Biz anne babaların evlatlarımızdan beklediğimiz hareketleri ve halleri görmemiz için, önce onları nasıl disipline etmemiz gerektiğini düşünmemiz gerekiyor. Ne istediğimizi bilmek bizi sonuca götürmüyor. Nasıl yapacağımızı da düşünüp, üzerinde kafa yormalıyız.
Şimdi disipline etmek kavramının nasıl anlaşıldığına bakalım:
– eğitmek, öğretmek, antreman yapmak, ders vermek, anlatmak, bilgi vermek, aydınlatmak,ahlakını düzeltmek, bilgilendirmek, yetiştirmek, tekrarla kafaya sokmak, aşılamak, hazırlamak, önderlik etmek, bir şeyin esaslarını öğretmek, alıştırmak.
“Yukarıda sözü edilenleri yetişkinlerin kullanmaya istekli olmasını kimse sorgulamaz. Aslında hepimiz çocuklara böyle bir eğitim sağlamanın etkili ana-babaların ve öğretmenlerin görevi olduğunu söyleriz. Hiç kimse öğreten eğiten türdeki disiplini ortadan kaldırmak istemez. Ne var ki, denetim altında tutan disiplinle ilgili hararetli ve ağır tartışmalar vardır.”
Evet, eğiten-öğreten disiplinden yana olmayan yok gibidir. Kime sorsak eğiterek disipline etmenin daha makul olduğunu düşünüyordur. Ancak eğiten- öğreten disipline alternatif olan baskıcı disiplin de birçok anne baba tarafından savunuluyor. Özellikle de anne baba olduktan sonra daha çok uygulanır hale geliyor:
-denetlemek, denetim altında tutmak, düzeltmek, yönlendirmek, yönetmek, hizaya sokmak, sıkı denetim altına almak, sınırlamak, frenlemek, bastırmak, durdurmak, dizginlemek, gem vurmak, susturmak, zorlamak, engellemek, cezalandırmak, dayakla adam etmek, şiddetle azarlamak, ayıplamak, sitem etmek, paylamak, eleştirmek, başkalarına ibret olsun diye cezalandırmak
Bu fiiller ise kısıtlayan- cezalandıran baskıcı disiplini anlatıyor. Baskıcı disiplin eğiten- öğreten disiplin gibi herkesin onay verdiği bir disiplin tarzı değil. Baştan beri bahsi geçen disiplin tartışmaları işte bu ?kısıtlayan-cezalandıran? disiplin hakkında yapılıyor.

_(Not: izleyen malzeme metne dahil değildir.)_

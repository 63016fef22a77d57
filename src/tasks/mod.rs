// ABOUTME: Task requests and window suggestions built on the scanning engine
// ABOUTME: Validation happens here so the engine only ever sees well-formed constraints
//
// SPDX-License-Identifier: MIT OR Apache-2.0
// Copyright (c) 2025 Fairweather Contributors

/// Task request model and validation
pub mod request;
/// Forecast fetch plus scan into a suggestion response
pub mod suggestions;

pub use request::{TaskRequest, ValidatedTask};
pub use suggestions::{Suggestion, SuggestionService};
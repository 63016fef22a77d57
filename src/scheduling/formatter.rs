// ABOUTME: Renders window endpoints as a compact local-time range and an hour label
// ABOUTME: 12-hour clock, end date omitted when both ends share a local calendar day
//
// SPDX-License-Identifier: MIT OR Apache-2.0
// Copyright (c) 2025 Fairweather Contributors

use chrono::{DateTime, Datelike, Timelike, Utc};
use fairweather_core::constants::blocks::SECONDS_PER_HOUR;

/// Local calendar position of one endpoint
#[derive(Debug, Clone, Copy, PartialEq, Eq)]
struct LocalStamp {
    month: u32,
    day: u32,
    hour: u32,
}

impl LocalStamp {
    fn at(timestamp: i64, offset_seconds: i64) -> Option<Self> {
        let local = DateTime::<Utc>::from_timestamp(timestamp.checked_add(offset_seconds)?, 0)?;
        Some(Self {
            month: local.month(),
            day: local.day(),
            hour: local.hour(),
        })
    }

    const fn same_day(self, other: Self) -> bool {
        self.month == other.month && self.day == other.day
    }

    fn date(self) -> String {
        format!("{}/{}", self.month, self.day)
    }

    fn clock(self) -> String {
        let hour = match self.hour % 12 {
            0 => 12,
            h => h,
        };
        let meridiem = if self.hour < 12 { "AM" } else { "PM" };
        format!("{hour} {meridiem}")
    }
}

/// Display helpers for emitted windows
#[derive(Debug, Clone, Copy, Default)]
pub struct WindowFormatter;

impl WindowFormatter {
    /// `M/D H AM - H PM`, or `M/D H AM - M/D H PM` across local days
    ///
    /// Timestamps chrono cannot represent fall back to their raw epoch values.
    #[must_use]
    pub fn format(start_ts: i64, end_ts: i64, timezone_offset: i64) -> String {
        match (
            LocalStamp::at(start_ts, timezone_offset),
            LocalStamp::at(end_ts, timezone_offset),
        ) {
            (Some(start), Some(end)) if start.same_day(end) => {
                format!("{} {} - {}", start.date(), start.clock(), end.clock())
            }
            (Some(start), Some(end)) => format!(
                "{} {} - {} {}",
                start.date(),
                start.clock(),
                end.date(),
                end.clock()
            ),
            _ => format!("{start_ts} - {end_ts}"),
        }
    }

    /// Whole hours spanned, e.g. `6h`
    #[must_use]
    pub fn label(start_ts: i64, end_ts: i64) -> String {
        format!("{}h", end_ts.saturating_sub(start_ts) / SECONDS_PER_HOUR)
    }
}
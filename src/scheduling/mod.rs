// ABOUTME: Weather-window search engine over already-fetched forecast samples
// ABOUTME: Evaluator, failure aggregation, display formatting, and the window scanner
//
// SPDX-License-Identifier: MIT OR Apache-2.0
// Copyright (c) 2025 Fairweather Contributors

//! # Scheduling Engine
//!
//! Finds contiguous runs of forecast samples that jointly satisfy a task's
//! temperature, humidity, rain, duration and start-time constraints, and
//! explains with counted reasons why regions failed.
//!
//! The engine is pure and synchronous. It never fetches data and never
//! returns an error: soft failures become recorded reasons in the result.

/// Counted failure reasons and summaries
pub mod aggregator;
/// Per-sample constraint checks
pub mod evaluator;
/// Window display strings and duration labels
pub mod formatter;
/// Run-walking window scanner
pub mod scanner;

pub use aggregator::FailureAggregator;
pub use evaluator::{ConstraintEvaluator, Evaluation};
pub use formatter::WindowFormatter;
pub use scanner::TimeWindowScanner;

use fairweather_core::models::{Constraints, ForecastSample, WindowSearchResult};

/// Scan with the default 3-hour block spacing and summary length
#[must_use]
pub fn find_windows(samples: &[ForecastSample], constraints: &Constraints) -> WindowSearchResult {
    TimeWindowScanner::default().scan(samples, constraints)
}
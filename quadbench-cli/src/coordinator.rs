//! Coordinator
//!
//! Spawns the round's worker pool, feeds the task batch through the request
//! channel while draining the response channel in the same non-blocking poll
//! cycle, then signals and reaps the pool. Servicing both channels from one
//! loop keeps the bounded request queue full without deadlocking against a
//! full response queue.

use quadbench_ipc::{
    queue_env_value, ChannelPair, QueueError, SendOutcome, TaskResponse, QUEUE_ENV,
    RETRY_DELAY_ENV, SAMPLES_ENV,
};
use std::path::PathBuf;
use std::process::{Child, Command, Stdio};
use std::time::{Duration, Instant};
use thiserror::Error;

use crate::catalog::Catalog;

/// Hidden CLI flag that switches the binary into worker mode.
pub const WORKER_FLAG: &str = "--pool-worker";

/// How long `Drop` waits for a signaled worker before force-killing it.
const DROP_GRACE: Duration = Duration::from_millis(50);

/// Errors that abort the benchmark run.
#[derive(Debug, Error)]
pub enum CoordinatorError {
    #[error("failed to locate the worker binary: {0}")]
    WorkerBinary(#[source] std::io::Error),

    #[error("failed to spawn worker: {0}")]
    SpawnFailed(#[source] std::io::Error),

    #[error("channel error: {0}")]
    Queue(#[from] QueueError),
}

/// Lifecycle state of one pool entry.
#[derive(Debug, Clone, Copy, PartialEq, Eq)]
pub enum WorkerState {
    /// Process spawned, round not yet running.
    Spawned,
    /// Round in progress; the worker is polling the request channel.
    Serving,
    /// Cancellation signal delivered.
    ShuttingDown,
    /// Exit status collected.
    Reaped,
}

/// Phase of the per-round dispatch/collection state machine.
#[derive(Debug, Clone, Copy, PartialEq, Eq)]
enum RoundPhase {
    /// Tasks remain to be sent; responses are drained opportunistically.
    Dispatching,
    /// All tasks sent; only collecting responses.
    Draining,
    /// All responses collected.
    Done,
}

/// Timing record of one completed round.
#[derive(Debug, Clone, Copy)]
pub struct RoundRecord {
    /// Pool size used for this round.
    pub worker_count: usize,
    /// Sum of every response's compute time, in seconds.
    pub total_compute_time: f64,
}

/// Handle to one spawned worker process.
#[derive(Debug)]
pub struct WorkerHandle {
    child: Child,
    state: WorkerState,
}

impl WorkerHandle {
    /// Current lifecycle state.
    pub fn state(&self) -> WorkerState {
        self.state
    }

    /// Deliver the cancellation signal (SIGTERM). The worker observes it at
    /// its next safe point between task cycles. Signaling a worker that has
    /// already exited is not an error.
    pub fn signal_shutdown(&mut self) -> Result<(), std::io::Error> {
        self.state = WorkerState::ShuttingDown;
        let ret = unsafe { libc::kill(self.child.id() as libc::pid_t, libc::SIGTERM) };
        if ret == -1 {
            let err = std::io::Error::last_os_error();
            if err.raw_os_error() == Some(libc::ESRCH) {
                return Ok(());
            }
            return Err(err);
        }
        Ok(())
    }

    /// Collect the worker's exit status, waiting up to `timeout` for the
    /// cooperative exit. A worker that ignores the signal is force-killed so
    /// the round can end, and the failure is reported to the caller.
    pub fn reap(&mut self, timeout: Duration) -> Result<(), std::io::Error> {
        let deadline = Instant::now() + timeout;
        loop {
            if let Some(status) = self.child.try_wait()? {
                self.state = WorkerState::Reaped;
                tracing::debug!(pid = self.child.id(), %status, "worker reaped");
                return Ok(());
            }
            if Instant::now() >= deadline {
                self.child.kill()?;
                self.child.wait()?;
                self.state = WorkerState::Reaped;
                return Err(std::io::Error::new(
                    std::io::ErrorKind::TimedOut,
                    "worker did not exit after SIGTERM and was killed",
                ));
            }
            std::thread::sleep(Duration::from_millis(10));
        }
    }
}

impl Drop for WorkerHandle {
    fn drop(&mut self) {
        if self.state == WorkerState::Reaped {
            return;
        }
        let _ = self.signal_shutdown();
        std::thread::sleep(DROP_GRACE);
        if !matches!(self.child.try_wait(), Ok(Some(_))) {
            let _ = self.child.kill();
        }
        let _ = self.child.wait();
    }
}

/// Coordinator for the whole benchmark: owns the channel pair and runs one
/// round per pool size.
pub struct Coordinator {
    channels: ChannelPair,
    retry_delay: Duration,
    samples: u64,
    worker_timeout: Duration,
    worker_binary: Option<PathBuf>,
}

impl Coordinator {
    /// Build a coordinator over an already-created channel pair.
    pub fn new(
        channels: ChannelPair,
        retry_delay: Duration,
        samples: u64,
        worker_timeout: Duration,
    ) -> Self {
        Self {
            channels,
            retry_delay,
            samples,
            worker_timeout,
            worker_binary: None,
        }
    }

    /// Use an explicit worker binary instead of `current_exe()`.
    ///
    /// Under a test harness `current_exe()` is the harness itself, not the
    /// quadbench binary, so callers that are not the binary must set this.
    pub fn with_worker_binary(mut self, path: impl Into<PathBuf>) -> Self {
        self.worker_binary = Some(path.into());
        self
    }

    /// Spawn one worker process: the worker binary invoked in worker mode,
    /// with the queue names and settings in its environment.
    pub fn spawn_worker(&self) -> Result<WorkerHandle, CoordinatorError> {
        let binary = match &self.worker_binary {
            Some(path) => path.clone(),
            None => std::env::current_exe().map_err(CoordinatorError::WorkerBinary)?,
        };

        let child = Command::new(binary)
            .arg(WORKER_FLAG)
            .env(
                QUEUE_ENV,
                queue_env_value(self.channels.requests.name(), self.channels.responses.name()),
            )
            .env(RETRY_DELAY_ENV, self.retry_delay.as_millis().to_string())
            .env(SAMPLES_ENV, self.samples.to_string())
            .stdin(Stdio::null())
            .stdout(Stdio::null())
            .stderr(Stdio::inherit())
            .spawn()
            .map_err(CoordinatorError::SpawnFailed)?;

        tracing::debug!(pid = child.id(), "worker spawned");
        Ok(WorkerHandle {
            child,
            state: WorkerState::Spawned,
        })
    }

    /// Run one full round with a pool of `worker_count` processes: spawn,
    /// dispatch and collect the whole batch, signal, reap.
    ///
    /// The pool is fully torn down before this returns, so consecutive
    /// rounds never share workers. Reap failures are reported, not fatal;
    /// the round's results were already fully collected.
    pub fn run_round(
        &self,
        catalog: &mut Catalog,
        worker_count: usize,
    ) -> Result<RoundRecord, CoordinatorError> {
        catalog.clear_results();

        let mut pool = Vec::with_capacity(worker_count);
        for _ in 0..worker_count {
            pool.push(self.spawn_worker()?);
        }
        for worker in &mut pool {
            worker.state = WorkerState::Serving;
        }

        let total_ns = self.dispatch_and_collect(catalog)?;

        for worker in &mut pool {
            if let Err(e) = worker.signal_shutdown() {
                tracing::warn!(error = %e, "failed to signal worker");
            }
        }
        for mut worker in pool {
            if let Err(e) = worker.reap(self.worker_timeout) {
                tracing::warn!(error = %e, "failed to reap worker; round results are unaffected");
            }
        }

        Ok(RoundRecord {
            worker_count,
            total_compute_time: total_ns as f64 / 1e9,
        })
    }

    /// The per-round dispatch/collection loop of one coordinator cycle:
    /// drain at most one response, then attempt to send the next not-yet-sent
    /// task, then sleep the retry delay. A rejected send is retried on the
    /// next cycle, never dropped. Returns the summed compute time (ns) once
    /// every task has a collected response.
    pub fn dispatch_and_collect(&self, catalog: &mut Catalog) -> Result<u64, CoordinatorError> {
        let n_tasks = catalog.len();
        let mut phase = RoundPhase::Dispatching;
        let mut task_count = 0usize;
        let mut response_count = 0usize;
        let mut total_ns = 0u64;

        while response_count < n_tasks {
            if let Some(response) = self.channels.responses.try_recv::<TaskResponse>()? {
                if catalog.record(response.task_id, response.result) {
                    total_ns += response.compute_time_ns;
                    response_count += 1;
                } else {
                    // The channel delivers each request exactly once, so this
                    // is a protocol violation worth surfacing, but the round's
                    // bookkeeping stays correct by ignoring it.
                    tracing::warn!(
                        task_id = response.task_id,
                        "dropping duplicate or unattributable response"
                    );
                }
            }

            if phase == RoundPhase::Dispatching {
                match self.channels.requests.try_send(&catalog.request(task_count))? {
                    SendOutcome::Accepted => {
                        task_count += 1;
                        if task_count == n_tasks {
                            phase = RoundPhase::Draining;
                            tracing::debug!(task_count, "all requests dispatched");
                        }
                    }
                    SendOutcome::Full => {}
                }
            }

            std::thread::sleep(self.retry_delay);
        }

        phase = RoundPhase::Done;
        tracing::debug!(?phase, response_count, "round collection complete");
        Ok(total_ns)
    }
}
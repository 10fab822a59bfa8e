//! Monte Carlo Estimator
//!
//! One-shot estimate of a definite integral by uniform sampling:
//! `(hi - lo) * mean(f(U(lo, hi)))`. Non-deterministic but statistically
//! convergent to the true value as the sample count grows.

use quadbench_ipc::IntegrandId;
use rand::Rng;

use crate::integrand::eval;

/// Sample count of the reference configuration.
pub const DEFAULT_SAMPLES: u64 = 5_000_000;

/// Estimate the definite integral of the selected integrand over
/// `[lo, hi]` using `samples` uniform draws from the thread RNG.
///
/// Requires `lo < hi`; callers validate the range before computing.
pub fn estimate(id: IntegrandId, lo: f64, hi: f64, samples: u64) -> f64 {
    let mut rng = rand::rng();
    estimate_with(&mut rng, id, lo, hi, samples)
}

/// Estimate with a caller-supplied RNG, so tests can seed for determinism.
pub fn estimate_with<R: Rng + ?Sized>(
    rng: &mut R,
    id: IntegrandId,
    lo: f64,
    hi: f64,
    samples: u64,
) -> f64 {
    debug_assert!(lo < hi);
    debug_assert!(samples > 0);

    let mut acc = 0.0;
    for _ in 0..samples {
        let x = rng.random_range(lo..hi);
        acc += eval(id, x);
    }

    (hi - lo) * acc / samples as f64
}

Bir çok anne baba çocuğu baskıcı disiplin ile denetlemek gerektiğini savunuyor. Güç kullanmazsak, onlara hadlerini bildirmezsek başa çıkılmaz varlıklar hale geleceklerini, o hale gelmeden onları durdurmak gerektiğini düşünüyor. Ancak yazar, araştırmalar ve incelemeler eşliğinde, bu iddiaların tam tersini ileri sürüyor. Ayrıntılar ileriki yazılarda gelecek.
Eğiten disiplin ile baskıcı disiplin arasında ne gibi farklılıklar bulunduğuna dair aklınıza bir çok cevap geliyordur. Bence biz anne babaları ilgilendiren ilk önemli fark, amaç farkı.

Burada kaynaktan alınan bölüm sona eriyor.